The response must consist of the lines below from the one with "b.swap(col, pivot);" through the one with "let tail: f64", exactly as they appear and with both ends kept.

[Material provided Boundary: Start]

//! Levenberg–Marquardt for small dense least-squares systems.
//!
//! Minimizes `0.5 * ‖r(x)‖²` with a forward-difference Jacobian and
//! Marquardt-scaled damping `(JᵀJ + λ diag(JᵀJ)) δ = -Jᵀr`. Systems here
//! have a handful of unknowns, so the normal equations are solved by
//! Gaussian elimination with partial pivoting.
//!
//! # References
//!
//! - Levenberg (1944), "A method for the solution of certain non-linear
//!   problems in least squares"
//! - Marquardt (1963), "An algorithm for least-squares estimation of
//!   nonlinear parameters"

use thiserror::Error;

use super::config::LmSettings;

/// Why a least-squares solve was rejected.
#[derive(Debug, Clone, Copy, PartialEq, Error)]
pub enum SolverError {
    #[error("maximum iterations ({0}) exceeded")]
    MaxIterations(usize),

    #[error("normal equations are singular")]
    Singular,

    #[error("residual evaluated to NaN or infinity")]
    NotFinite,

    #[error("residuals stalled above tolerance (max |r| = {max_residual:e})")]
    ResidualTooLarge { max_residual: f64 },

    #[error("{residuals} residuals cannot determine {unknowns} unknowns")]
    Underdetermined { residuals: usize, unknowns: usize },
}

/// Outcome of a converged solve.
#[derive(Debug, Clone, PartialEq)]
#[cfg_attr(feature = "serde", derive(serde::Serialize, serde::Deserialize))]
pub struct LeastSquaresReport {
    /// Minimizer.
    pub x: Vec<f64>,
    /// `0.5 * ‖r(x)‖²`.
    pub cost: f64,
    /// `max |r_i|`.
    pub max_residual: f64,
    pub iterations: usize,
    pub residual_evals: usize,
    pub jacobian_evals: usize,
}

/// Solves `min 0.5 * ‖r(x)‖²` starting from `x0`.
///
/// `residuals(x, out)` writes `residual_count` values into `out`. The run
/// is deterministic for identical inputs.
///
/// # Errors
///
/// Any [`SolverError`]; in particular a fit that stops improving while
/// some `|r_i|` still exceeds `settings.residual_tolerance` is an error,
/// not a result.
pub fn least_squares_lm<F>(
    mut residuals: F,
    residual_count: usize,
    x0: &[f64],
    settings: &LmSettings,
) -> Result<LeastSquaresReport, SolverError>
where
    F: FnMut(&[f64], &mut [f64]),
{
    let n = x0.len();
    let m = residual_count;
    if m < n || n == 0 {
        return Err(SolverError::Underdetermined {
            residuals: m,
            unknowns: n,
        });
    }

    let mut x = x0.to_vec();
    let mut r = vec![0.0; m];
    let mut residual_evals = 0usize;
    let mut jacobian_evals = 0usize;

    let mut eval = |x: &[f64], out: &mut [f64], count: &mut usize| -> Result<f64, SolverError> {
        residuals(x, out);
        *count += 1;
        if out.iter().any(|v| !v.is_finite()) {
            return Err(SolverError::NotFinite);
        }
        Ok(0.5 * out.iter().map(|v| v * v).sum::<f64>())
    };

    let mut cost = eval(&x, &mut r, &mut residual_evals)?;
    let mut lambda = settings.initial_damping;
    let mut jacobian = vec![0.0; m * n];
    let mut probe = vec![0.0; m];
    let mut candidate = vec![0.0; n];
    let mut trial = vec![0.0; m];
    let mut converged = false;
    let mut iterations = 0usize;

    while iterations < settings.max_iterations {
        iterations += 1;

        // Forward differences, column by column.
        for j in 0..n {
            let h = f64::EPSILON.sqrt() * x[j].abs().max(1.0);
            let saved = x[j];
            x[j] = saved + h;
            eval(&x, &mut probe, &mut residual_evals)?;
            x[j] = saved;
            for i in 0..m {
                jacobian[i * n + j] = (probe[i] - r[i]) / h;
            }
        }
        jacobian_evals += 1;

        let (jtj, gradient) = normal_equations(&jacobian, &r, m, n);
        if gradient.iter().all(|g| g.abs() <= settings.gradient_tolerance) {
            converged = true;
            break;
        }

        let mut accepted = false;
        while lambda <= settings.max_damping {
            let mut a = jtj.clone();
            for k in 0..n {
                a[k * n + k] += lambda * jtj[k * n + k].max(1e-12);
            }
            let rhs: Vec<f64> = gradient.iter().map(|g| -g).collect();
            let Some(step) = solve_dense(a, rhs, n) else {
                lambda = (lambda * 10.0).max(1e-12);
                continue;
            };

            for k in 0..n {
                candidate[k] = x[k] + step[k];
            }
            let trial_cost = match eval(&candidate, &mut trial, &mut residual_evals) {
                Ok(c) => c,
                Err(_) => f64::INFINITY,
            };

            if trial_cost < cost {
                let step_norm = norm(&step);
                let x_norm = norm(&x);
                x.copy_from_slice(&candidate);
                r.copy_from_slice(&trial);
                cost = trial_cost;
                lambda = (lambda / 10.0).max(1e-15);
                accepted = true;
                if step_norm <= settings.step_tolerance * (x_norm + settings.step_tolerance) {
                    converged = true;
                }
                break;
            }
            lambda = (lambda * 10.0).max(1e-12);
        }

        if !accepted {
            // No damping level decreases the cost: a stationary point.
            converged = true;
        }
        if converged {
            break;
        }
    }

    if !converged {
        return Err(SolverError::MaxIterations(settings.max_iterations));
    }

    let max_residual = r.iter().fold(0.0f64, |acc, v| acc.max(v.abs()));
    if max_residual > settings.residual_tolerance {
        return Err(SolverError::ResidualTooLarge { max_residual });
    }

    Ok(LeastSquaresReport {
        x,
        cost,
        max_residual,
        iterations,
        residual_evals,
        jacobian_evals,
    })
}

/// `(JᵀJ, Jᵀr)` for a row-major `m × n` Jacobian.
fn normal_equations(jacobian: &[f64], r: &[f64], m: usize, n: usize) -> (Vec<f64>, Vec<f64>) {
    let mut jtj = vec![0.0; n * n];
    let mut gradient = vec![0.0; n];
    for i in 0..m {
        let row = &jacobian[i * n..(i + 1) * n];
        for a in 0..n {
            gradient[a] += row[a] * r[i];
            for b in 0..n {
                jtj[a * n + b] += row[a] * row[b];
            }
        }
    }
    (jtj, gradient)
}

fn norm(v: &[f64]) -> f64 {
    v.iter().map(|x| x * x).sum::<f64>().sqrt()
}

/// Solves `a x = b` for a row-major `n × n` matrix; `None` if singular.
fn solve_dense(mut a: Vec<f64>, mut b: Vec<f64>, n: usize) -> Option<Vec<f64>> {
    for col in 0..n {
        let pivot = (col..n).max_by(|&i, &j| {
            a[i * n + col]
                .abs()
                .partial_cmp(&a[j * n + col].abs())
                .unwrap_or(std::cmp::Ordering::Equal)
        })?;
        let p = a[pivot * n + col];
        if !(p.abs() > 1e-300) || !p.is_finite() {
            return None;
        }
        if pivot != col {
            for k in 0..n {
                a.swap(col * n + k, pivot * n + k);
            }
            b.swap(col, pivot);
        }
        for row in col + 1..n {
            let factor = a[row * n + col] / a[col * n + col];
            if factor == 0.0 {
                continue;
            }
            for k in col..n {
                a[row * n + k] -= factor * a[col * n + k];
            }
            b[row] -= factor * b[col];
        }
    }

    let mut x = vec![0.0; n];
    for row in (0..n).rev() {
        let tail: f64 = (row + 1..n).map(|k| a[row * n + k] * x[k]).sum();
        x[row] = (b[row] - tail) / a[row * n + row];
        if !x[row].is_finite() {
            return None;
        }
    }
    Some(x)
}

[Material provided Boundary: End]

▶ _Exercise solution_:
            b.swap(col, pivot);
        }
        for row in col + 1..n {
            let factor = a[row * n + col] / a[col * n + col];
            if factor == 0.0 {
                continue;
            }
            for k in col..n {
                a[row * n + k] -= factor * a[col * n + k];
            }
            b[row] -= factor * b[col];
        }
    }

    let mut x = vec![0.0; n];
    for row in (0..n).rev() {
        let tail: f64 = (row + 1..n).map(|k| a[row * n + k] * x[k]).sum();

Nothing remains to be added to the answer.